According to Bolsin and Colson (2), CUSUM analysis is a technique that has been transferred from use in industrial and managerial processes to monitoring performance in the practice of medicine. They point out that the CUSUM technique is one of a series of statistical tests developed during World War II as quality control assessments for munitions production lines. The first detailed description of the CUSUM technique appeared in 1954 (2). The need for sequential analyses arose from extensions of statistical techniques that included the well-recognized shortcomings of repeated statistical tests and the difficulties associated with tests in which the sample number was unknown and had the potential to expand exponentially. Bolsin and Colson (2) point out that, to meet the requirement for sequential testing, it was necessary to develop a mathematical model that allowed the observer to decide whether a production process was “in control.” Thus, part of the application of the CUSUM technique is to identify the need for and definition of a “stopping rule” to suspend a process that is out of control and to suspend an unacceptable performance.
In short, this is a well-described statistical test that has utility in assessing physician performance. As a part of this process, in 2003 Grigg et al. (3) described a chart that could visually depict the performance of a surgeon. This chart graphically shows the process over time, which is a crucial part of the analysis that can define the “out of control” state. As shown by the charts in the Connolly and Watters study (1), failed attempts at the procedure are indicated by upward deviations of the plot and competence of the operator is demonstrated by a downward direction, which at first glance might seem to be heading in the wrong direction, but it is a chart that is easily interpreted over time.
The CUSUM analysis has been shown to be successful in a variety of settings. For example, Lim et al. (4) found that CUSUM charting was useful in the assessment of a doctor's performance of endoscopic retrograde pancreatography, renal and breast biopsies, and instrument delivery. For the competence of a trainee in new procedures, it has been shown to be helpful (2), and, except for the variation in the expertise of practicing surgeons, the CUSUM technique functions well in the assessment of practicing physicians and surgeons (5). Still, outcome indicators are a key part of the process, describing the limits of unacceptable outcomes, which may be a difficult problem. In the Connolly and Watters study (1), a literature search found the key performance indicators for thyroid surgery (hematoma, hypocalcemia, and vocal cord palsy), and CUSUM charting was only performed after agreeing by consensus to the boundaries of acceptable and unacceptable performance, including complications and surgical outcomes and key performance indicators, which is a major part of the process.
After the records of 216 patients who underwent thyroidectomy were assessed and charted, the incidence of temporary and permanent hypocalcemia and vocal cord palsy were 24% and 2.6% and 3.2% and 0.65%, respectively, and 1.39% of patients required evacuation of a hematoma. In all, this was a very good performance by the surgeons being assessed.

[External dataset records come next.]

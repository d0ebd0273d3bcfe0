use std::collections::BTreeMap;
use std::fmt::Debug;
use std::sync::{Arc, PoisonError, RwLock};

use crate::domain::block_device::mapping::BlockDeviceMapping;
use crate::domain::context::RequestContext;
use crate::domain::instance::flavor::Flavor;
use crate::domain::instance::instance::Instance;
use crate::domain::services::image::ImageMeta;
use crate::domain::services::network::RequestedNetworks;
use crate::domain::utils::id::{HostName, ImageId, InstanceId, ServerGroupId};
use crate::error::Result;

/// Hints and constraints forwarded to the scheduler.
#[derive(Debug, Clone, Default, PartialEq)]
pub struct FilterProperties {
    pub scheduler_hints: BTreeMap<String, String>,
    pub force_hosts: Vec<HostName>,
    pub force_nodes: Vec<String>,
    pub ignore_hosts: Vec<HostName>,
    pub instance_group: Option<ServerGroupId>,
}

/// Destination requested by an admin for migrations and evacuations.
#[derive(Debug, Clone, PartialEq)]
pub struct RequestedDestination {
    pub host: HostName,
    pub node: Option<String>,
}

/// Work handed to the scheduler/conductor tier.
#[derive(Debug, Clone)]
pub enum ConductorTask {
    BuildInstances {
        instances: Vec<Instance>,
        image: ImageMeta,
        filter_properties: FilterProperties,
        admin_password: Option<String>,
        injected_files: Vec<(String, String)>,
        requested_networks: RequestedNetworks,
        security_groups: Vec<String>,
        block_device_mapping: Vec<BlockDeviceMapping>,
    },
    ResizeInstance {
        instance: Instance,
        flavor: Flavor,
        filter_properties: FilterProperties,
        clean_shutdown: bool,
    },
    RebuildInstance {
        instance: Instance,
        orig_image_ref: Option<ImageId>,
        image_ref: Option<ImageId>,
        new_pass: Option<String>,
        injected_files: Vec<(String, String)>,
        orig_sys_metadata: BTreeMap<String, String>,
        preserve_ephemeral: bool,
        recreate: bool,
        on_shared_storage: bool,
        host: Option<HostName>,
        requested_destination: Option<RequestedDestination>,
    },
    LiveMigrateInstance {
        instance: Instance,
        block_migration: bool,
        disk_over_commit: bool,
        requested_destination: Option<RequestedDestination>,
    },
    UnshelveInstance {
        instance: Instance,
    },
}

impl ConductorTask {
    pub fn name(&self) -> &'static str {
        match self {
            ConductorTask::BuildInstances { .. } => "build_instances",
            ConductorTask::ResizeInstance { .. } => "resize_instance",
            ConductorTask::RebuildInstance { .. } => "rebuild_instance",
            ConductorTask::LiveMigrateInstance { .. } => "live_migrate_instance",
            ConductorTask::UnshelveInstance { .. } => "unshelve_instance",
        }
    }

    pub fn instance_uuids(&self) -> Vec<InstanceId> {
        match self {
            ConductorTask::BuildInstances { instances, .. } => instances.iter().map(|i| i.uuid.clone()).collect(),
            ConductorTask::ResizeInstance { instance, .. }
            | ConductorTask::RebuildInstance { instance, .. }
            | ConductorTask::LiveMigrateInstance { instance, .. }
            | ConductorTask::UnshelveInstance { instance } => vec![instance.uuid.clone()],
        }
    }
}

/// Fire-and-forget channel to the scheduler/conductor tier.
pub trait ComputeTaskApi: Debug + Send + Sync {
    fn submit(&self, ctx: &RequestContext, task: ConductorTask) -> Result<()>;
}

/// Keeps submitted tasks in memory.
#[derive(Debug, Clone, Default)]
pub struct InMemoryComputeTaskApi {
    tasks: Arc<RwLock<Vec<ConductorTask>>>,
}

impl InMemoryComputeTaskApi {
    pub fn new() -> Self {
        Self::default()
    }

    pub fn tasks(&self) -> Vec<ConductorTask> {
        self.tasks.read().unwrap_or_else(PoisonError::into_inner).clone()
    }

    pub fn task_names(&self) -> Vec<&'static str> {
        self.tasks().iter().map(ConductorTask::name).collect()
    }
}

impl ComputeTaskApi for InMemoryComputeTaskApi {
    fn submit(&self, _ctx: &RequestContext, task: ConductorTask) -> Result<()> {
        log::debug!("ComputeTaskApi: {} for {:?}", task.name(), task.instance_uuids());
        self.tasks.write().unwrap_or_else(PoisonError::into_inner).push(task);
        Ok(())
    }
}
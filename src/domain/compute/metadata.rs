use std::collections::BTreeMap;

use crate::domain::compute::compute_api::ComputeApi;
use crate::domain::compute::guard::{self, check_instance_lock};
use crate::domain::context::RequestContext;
use crate::domain::services::compute_rpc::{HostWorkOrder, MetadataChange};
use crate::domain::utils::id::InstanceId;
use crate::error::Result;

impl ComputeApi {
    /// Merges `metadata` into the instance metadata, or replaces it entirely
    /// when `replace` is set, and tells the host what changed.
    pub fn update_instance_metadata(
        &self,
        ctx: &RequestContext,
        instance_uuid: &InstanceId,
        metadata: BTreeMap<String, String>,
        replace: bool,
    ) -> Result<BTreeMap<String, String>> {
        let mut instance = self.get(ctx, instance_uuid)?;
        check_instance_lock(ctx, &instance)?;
        guard::UPDATE_METADATA.check(&instance)?;

        let original = instance.metadata.clone();
        let updated = if replace {
            metadata
        } else {
            let mut merged = original.clone();
            merged.extend(metadata);
            merged
        };
        self.check_metadata_properties_quota(ctx, &updated)?;

        instance.metadata = updated;
        let instance = self.resolver.save_instance(&instance, None)?;

        let diff = metadata_diff(&original, &instance.metadata);
        log::debug!("ComputeApi {}: metadata changed for {} keys", instance.uuid, diff.len());
        self.cast_to_host(ctx, &instance, HostWorkOrder::ChangeInstanceMetadata { diff })?;
        Ok(instance.metadata)
    }

    /// Removing a key that is not set still notifies the host.
    pub fn delete_instance_metadata(&self, ctx: &RequestContext, instance_uuid: &InstanceId, key: &str) -> Result<()> {
        let mut instance = self.get(ctx, instance_uuid)?;
        check_instance_lock(ctx, &instance)?;
        guard::DELETE_METADATA.check(&instance)?;

        instance.metadata.remove(key);
        let instance = self.resolver.save_instance(&instance, None)?;

        let diff = BTreeMap::from([(key.to_string(), MetadataChange::Delete)]);
        self.cast_to_host(ctx, &instance, HostWorkOrder::ChangeInstanceMetadata { diff })
    }
}

/// Keys that were added or changed map to their new value, removed keys to
/// `Delete`. Unchanged keys are left out.
pub fn metadata_diff(original: &BTreeMap<String, String>, updated: &BTreeMap<String, String>) -> BTreeMap<String, MetadataChange> {
    let removed = original.keys().filter(|key| !updated.contains_key(*key)).map(|key| (key.clone(), MetadataChange::Delete));
    let changed = updated
        .iter()
        .filter(|(key, value)| original.get(*key) != Some(*value))
        .map(|(key, value)| (key.clone(), MetadataChange::Set(value.clone())));
    removed.chain(changed).collect()
}
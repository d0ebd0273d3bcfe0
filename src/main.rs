use anyhow::{Context, Result};
use clap::Parser;

use compute_orchestrator::compute_api_from_file;
use compute_orchestrator::domain::config::ComputeConfig;
use compute_orchestrator::logger;

#[derive(Parser)]
#[command(name = "compute_orchestrator", about = "Instance lifecycle orchestration for a VM fleet")]
struct Args {
    /// JSON configuration file; built-in defaults are used when omitted
    #[arg(short, long)]
    config: Option<String>,
}

fn main() -> Result<()> {
    let args = Args::parse();
    logger::init();

    log::info!("Starting compute orchestrator.");

    let config = match &args.config {
        Some(path) => {
            let compute_api = compute_api_from_file(path).with_context(|| format!("failed to load configuration '{}'", path))?;
            compute_api.config().clone()
        }
        None => {
            log::info!("No configuration file given, using defaults.");
            ComputeConfig::default()
        }
    };

    println!("{:#?}", config);
    Ok(())
}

What can we learn about this process? First, this is a statistical analysis that is customized for the process under assessment. Second, the surgeons participated in the definitions of performance standards. Third, this is a process that provides surgeons with an opportunity to evaluate their performance and to improve it if necessary. The process is also able to identity outliers that require further training or, in a worst-case scenario, removal of hospital privileges. This seems to be an accurate and fair analysis of a surgeon's performance. From my standpoint the CUSUM evaluation provides a clear assessment of the surgeon's skills providing testing is performed with same high level of expertise shown by Connolly and Watters (1) and the endpoints can be clearly measured. Still, it is difficult to track parameters such as the completeness of thyroidectomy or tumor resection, the extent of cosmetic issues, and the subtle disturbance of tissues that may occur adjacent to the thyroid.
How would this work for an endocrinologist or for an internist who refers patients for thyroidectomy to surgeons in practice? One of my favorite memories is a comment made by a first-class surgeon shortly after we began working together when he seemed surprised to learn that the management of patients with thyroid cancer is a team effort in which each member must have a high level of proficiency to ensure a favorable outcome. This immediately translates into the question of performing an assessment of internists and others who participate in the care of patients undergoing thyroidectomy. Yet whether we can evaluate physicians who do not have a hospital practice may pose major challenges using CUSUM. This may be the Achilles heel of CUSUM.
Connolly and Watters (1) have focused a bright light on the assessment of quality of care for patients undergoing thyroidectomy, especially total thyroidectomy, which is being done with greater frequency now than ever before (6,7). Wherever we practice, we should all note this study and consider its ramifications for the care of our patients.